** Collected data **
%%

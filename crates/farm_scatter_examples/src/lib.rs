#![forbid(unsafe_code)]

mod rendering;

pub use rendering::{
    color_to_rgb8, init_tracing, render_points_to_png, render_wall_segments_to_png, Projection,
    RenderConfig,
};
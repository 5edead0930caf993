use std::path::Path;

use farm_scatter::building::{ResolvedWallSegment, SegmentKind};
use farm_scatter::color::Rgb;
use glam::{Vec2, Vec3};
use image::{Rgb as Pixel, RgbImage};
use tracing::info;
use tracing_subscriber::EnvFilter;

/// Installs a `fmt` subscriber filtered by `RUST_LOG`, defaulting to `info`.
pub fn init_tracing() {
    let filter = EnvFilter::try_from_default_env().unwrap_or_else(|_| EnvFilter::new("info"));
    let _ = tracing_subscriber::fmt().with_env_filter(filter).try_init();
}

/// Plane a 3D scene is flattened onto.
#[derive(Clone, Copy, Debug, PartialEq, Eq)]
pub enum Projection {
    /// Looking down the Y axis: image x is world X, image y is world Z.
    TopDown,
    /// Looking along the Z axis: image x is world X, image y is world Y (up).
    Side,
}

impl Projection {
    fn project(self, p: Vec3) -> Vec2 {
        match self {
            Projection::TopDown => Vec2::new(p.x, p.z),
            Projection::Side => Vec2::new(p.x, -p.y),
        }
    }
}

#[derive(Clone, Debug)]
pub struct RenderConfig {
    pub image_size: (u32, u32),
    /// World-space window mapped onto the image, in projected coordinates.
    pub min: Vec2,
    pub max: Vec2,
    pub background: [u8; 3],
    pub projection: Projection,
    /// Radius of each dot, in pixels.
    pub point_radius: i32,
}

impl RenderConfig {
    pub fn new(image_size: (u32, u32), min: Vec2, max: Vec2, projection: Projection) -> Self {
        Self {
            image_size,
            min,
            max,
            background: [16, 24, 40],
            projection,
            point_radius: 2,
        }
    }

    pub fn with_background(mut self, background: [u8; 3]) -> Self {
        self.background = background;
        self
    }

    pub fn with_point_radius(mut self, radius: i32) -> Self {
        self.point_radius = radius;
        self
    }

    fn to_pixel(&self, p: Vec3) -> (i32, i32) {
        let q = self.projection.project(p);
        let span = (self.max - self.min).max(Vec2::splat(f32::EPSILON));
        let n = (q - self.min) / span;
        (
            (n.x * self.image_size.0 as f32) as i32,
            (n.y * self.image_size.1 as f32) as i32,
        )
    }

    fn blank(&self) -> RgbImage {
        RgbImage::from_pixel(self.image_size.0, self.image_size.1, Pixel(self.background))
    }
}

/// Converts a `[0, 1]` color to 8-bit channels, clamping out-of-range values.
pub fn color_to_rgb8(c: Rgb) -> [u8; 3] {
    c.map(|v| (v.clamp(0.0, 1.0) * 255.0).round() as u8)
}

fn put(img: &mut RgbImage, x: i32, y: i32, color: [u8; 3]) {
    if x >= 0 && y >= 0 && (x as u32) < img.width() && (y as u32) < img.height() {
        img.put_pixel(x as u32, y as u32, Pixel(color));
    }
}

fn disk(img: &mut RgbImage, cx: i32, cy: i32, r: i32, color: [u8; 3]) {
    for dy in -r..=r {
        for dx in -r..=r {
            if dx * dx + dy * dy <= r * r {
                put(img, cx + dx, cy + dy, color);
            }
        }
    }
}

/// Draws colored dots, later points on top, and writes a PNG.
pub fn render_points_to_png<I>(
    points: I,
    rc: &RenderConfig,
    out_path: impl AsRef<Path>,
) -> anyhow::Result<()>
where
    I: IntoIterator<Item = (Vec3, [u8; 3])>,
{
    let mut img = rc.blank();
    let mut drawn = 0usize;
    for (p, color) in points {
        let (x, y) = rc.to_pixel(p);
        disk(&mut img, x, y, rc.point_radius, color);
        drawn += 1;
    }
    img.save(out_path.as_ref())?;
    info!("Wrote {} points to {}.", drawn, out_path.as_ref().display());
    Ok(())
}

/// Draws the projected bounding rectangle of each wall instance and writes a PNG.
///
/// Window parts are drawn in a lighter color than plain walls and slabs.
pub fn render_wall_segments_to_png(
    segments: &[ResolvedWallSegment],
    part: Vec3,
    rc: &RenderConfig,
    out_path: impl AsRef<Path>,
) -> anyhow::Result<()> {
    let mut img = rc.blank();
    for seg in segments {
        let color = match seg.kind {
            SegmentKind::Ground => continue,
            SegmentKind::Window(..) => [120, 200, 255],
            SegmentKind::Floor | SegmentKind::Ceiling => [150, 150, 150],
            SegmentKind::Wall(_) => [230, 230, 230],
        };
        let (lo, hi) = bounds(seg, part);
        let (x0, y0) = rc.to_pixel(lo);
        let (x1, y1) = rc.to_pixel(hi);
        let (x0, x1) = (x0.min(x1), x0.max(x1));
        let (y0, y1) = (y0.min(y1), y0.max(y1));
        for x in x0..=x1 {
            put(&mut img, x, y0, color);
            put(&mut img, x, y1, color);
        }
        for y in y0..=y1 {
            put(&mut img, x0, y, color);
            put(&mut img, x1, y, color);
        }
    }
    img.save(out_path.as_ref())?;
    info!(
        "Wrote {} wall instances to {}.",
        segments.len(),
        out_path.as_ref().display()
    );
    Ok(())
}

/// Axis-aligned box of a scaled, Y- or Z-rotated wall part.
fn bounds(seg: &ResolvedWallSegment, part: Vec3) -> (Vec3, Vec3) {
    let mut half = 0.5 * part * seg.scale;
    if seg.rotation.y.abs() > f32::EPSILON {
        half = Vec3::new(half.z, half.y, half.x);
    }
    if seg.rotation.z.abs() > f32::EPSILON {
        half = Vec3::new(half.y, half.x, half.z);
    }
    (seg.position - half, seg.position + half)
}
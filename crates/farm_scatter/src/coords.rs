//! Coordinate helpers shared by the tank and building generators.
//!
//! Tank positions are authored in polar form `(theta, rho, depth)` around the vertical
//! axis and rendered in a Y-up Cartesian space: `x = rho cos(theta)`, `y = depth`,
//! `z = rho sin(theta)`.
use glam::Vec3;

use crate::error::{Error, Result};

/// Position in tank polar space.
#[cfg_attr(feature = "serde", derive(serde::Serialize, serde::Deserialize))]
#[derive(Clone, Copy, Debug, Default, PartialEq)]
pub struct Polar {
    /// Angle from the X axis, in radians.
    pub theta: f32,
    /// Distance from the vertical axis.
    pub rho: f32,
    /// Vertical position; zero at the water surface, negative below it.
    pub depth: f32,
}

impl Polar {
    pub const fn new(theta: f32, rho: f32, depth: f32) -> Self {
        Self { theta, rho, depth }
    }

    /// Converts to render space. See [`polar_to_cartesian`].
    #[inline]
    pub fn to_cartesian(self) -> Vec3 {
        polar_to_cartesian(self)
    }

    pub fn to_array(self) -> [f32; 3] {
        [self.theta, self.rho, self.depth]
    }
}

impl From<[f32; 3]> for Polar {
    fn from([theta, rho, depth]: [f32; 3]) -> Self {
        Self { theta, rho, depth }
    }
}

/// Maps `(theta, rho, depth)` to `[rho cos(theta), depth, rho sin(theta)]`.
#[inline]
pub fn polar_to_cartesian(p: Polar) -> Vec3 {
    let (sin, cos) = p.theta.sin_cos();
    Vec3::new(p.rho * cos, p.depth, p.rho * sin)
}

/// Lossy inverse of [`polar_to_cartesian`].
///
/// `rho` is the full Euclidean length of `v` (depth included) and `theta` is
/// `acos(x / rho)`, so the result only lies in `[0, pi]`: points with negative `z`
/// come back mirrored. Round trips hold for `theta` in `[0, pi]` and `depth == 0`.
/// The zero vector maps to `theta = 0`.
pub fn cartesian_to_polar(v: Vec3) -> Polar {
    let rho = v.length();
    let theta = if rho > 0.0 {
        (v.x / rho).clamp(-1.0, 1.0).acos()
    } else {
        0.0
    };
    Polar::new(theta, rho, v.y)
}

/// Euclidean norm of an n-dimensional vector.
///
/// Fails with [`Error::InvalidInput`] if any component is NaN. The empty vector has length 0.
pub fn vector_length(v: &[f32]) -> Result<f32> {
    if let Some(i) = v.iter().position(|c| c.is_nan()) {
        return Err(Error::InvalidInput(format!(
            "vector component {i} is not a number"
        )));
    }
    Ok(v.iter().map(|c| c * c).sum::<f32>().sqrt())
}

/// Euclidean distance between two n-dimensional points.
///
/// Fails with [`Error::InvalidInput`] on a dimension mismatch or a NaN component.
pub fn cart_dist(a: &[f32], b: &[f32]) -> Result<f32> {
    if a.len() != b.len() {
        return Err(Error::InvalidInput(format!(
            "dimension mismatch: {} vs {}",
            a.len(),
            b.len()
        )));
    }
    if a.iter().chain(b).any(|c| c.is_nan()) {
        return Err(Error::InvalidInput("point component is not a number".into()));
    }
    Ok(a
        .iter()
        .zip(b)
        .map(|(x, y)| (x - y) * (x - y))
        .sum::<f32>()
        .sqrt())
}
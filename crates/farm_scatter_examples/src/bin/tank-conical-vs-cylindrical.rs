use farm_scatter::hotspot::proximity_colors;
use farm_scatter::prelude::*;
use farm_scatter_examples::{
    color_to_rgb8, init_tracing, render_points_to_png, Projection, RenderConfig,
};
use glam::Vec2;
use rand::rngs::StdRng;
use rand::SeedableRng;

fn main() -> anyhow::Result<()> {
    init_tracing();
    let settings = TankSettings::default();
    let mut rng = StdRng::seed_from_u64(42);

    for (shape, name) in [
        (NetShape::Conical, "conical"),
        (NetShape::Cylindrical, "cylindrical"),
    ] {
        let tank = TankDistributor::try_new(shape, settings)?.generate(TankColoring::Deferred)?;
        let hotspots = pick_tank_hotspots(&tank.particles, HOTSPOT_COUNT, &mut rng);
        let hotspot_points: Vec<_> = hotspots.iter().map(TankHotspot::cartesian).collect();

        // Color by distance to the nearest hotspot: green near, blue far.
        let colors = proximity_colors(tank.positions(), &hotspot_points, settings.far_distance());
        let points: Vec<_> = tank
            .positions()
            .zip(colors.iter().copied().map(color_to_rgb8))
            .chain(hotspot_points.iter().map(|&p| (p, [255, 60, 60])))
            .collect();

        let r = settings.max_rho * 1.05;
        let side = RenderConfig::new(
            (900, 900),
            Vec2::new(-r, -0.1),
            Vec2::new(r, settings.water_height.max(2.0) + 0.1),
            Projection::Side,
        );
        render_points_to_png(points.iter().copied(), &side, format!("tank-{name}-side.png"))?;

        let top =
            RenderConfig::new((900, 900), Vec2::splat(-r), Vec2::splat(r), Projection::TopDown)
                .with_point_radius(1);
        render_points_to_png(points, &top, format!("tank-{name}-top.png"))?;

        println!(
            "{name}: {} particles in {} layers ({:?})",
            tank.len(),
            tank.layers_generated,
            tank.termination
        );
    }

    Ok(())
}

%%
%%

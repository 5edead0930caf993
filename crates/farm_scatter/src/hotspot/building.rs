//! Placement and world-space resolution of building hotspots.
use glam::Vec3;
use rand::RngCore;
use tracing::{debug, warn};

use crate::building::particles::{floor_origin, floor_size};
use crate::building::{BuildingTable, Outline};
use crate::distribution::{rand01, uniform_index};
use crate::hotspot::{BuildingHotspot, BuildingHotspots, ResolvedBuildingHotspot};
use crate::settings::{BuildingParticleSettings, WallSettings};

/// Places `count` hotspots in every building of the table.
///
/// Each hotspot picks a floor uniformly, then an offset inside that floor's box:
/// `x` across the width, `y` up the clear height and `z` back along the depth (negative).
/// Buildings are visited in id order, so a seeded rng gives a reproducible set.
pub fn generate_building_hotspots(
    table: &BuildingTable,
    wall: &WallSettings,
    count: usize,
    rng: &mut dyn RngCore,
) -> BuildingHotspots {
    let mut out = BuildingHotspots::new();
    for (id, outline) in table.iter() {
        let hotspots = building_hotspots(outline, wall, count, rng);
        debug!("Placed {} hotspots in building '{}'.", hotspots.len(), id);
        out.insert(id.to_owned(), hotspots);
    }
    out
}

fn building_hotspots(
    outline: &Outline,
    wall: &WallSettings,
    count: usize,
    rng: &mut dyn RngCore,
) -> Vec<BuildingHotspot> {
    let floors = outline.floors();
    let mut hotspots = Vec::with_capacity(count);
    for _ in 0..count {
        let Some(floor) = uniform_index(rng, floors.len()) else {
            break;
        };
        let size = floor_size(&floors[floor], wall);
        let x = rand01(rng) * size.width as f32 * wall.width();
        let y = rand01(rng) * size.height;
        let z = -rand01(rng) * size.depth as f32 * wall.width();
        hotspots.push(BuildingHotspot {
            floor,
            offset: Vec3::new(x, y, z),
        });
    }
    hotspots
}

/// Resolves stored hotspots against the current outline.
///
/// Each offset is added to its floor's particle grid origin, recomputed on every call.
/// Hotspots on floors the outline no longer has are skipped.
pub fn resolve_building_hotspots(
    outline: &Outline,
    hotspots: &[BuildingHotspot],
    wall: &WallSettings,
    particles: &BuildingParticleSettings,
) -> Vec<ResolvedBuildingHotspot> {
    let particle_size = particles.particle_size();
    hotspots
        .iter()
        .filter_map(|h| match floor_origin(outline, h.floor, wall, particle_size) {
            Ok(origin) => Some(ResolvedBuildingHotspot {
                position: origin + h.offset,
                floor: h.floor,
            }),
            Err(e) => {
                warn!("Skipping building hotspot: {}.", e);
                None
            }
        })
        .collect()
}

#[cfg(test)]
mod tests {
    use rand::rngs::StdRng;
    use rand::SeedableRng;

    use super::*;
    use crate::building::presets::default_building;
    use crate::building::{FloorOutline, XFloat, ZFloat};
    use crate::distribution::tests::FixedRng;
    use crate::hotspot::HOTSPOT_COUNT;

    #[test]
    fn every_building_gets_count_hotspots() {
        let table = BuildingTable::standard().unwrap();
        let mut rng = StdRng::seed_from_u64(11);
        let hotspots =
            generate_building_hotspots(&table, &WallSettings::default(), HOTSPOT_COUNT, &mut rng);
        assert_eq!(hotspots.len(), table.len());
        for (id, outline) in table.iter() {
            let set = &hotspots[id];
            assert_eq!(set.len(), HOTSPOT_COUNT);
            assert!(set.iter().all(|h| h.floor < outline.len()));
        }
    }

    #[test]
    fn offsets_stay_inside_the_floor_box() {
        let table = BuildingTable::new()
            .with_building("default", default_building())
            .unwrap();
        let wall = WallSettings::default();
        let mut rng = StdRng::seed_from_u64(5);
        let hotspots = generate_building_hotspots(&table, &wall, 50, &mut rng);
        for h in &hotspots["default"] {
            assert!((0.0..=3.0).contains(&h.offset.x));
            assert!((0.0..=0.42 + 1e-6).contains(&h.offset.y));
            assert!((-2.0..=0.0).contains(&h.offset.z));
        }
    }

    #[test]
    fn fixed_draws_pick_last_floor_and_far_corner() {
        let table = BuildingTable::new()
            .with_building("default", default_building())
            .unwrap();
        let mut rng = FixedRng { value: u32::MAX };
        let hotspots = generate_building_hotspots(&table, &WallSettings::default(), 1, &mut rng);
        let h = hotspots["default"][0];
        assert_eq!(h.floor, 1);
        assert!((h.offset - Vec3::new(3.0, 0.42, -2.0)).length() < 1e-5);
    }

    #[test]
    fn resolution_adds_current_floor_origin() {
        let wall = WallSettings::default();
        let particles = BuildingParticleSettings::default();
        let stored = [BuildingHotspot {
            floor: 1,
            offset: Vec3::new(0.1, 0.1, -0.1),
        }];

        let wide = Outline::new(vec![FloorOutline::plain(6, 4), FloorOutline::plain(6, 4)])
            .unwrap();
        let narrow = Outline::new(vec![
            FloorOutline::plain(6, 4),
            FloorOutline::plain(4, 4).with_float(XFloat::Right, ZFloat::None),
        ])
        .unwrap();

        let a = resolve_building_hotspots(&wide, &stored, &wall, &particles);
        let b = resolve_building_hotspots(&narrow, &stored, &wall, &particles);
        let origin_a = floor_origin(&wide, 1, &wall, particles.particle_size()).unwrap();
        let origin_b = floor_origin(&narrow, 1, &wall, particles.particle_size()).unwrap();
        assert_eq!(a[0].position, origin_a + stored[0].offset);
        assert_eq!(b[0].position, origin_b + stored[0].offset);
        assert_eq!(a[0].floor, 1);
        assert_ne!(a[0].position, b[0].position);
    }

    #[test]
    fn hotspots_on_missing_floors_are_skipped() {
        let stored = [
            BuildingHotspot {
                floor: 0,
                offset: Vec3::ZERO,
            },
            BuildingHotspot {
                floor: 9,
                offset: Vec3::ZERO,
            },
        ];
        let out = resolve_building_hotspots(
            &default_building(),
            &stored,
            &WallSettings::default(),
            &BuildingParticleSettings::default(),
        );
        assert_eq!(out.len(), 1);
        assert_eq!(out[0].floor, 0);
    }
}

%%

Filter the data above down to lines with the word "span", and copy them.

        let span = (self.max - self.min).max(Vec2::splat(f32::EPSILON));
        let n = (q - self.min) / span;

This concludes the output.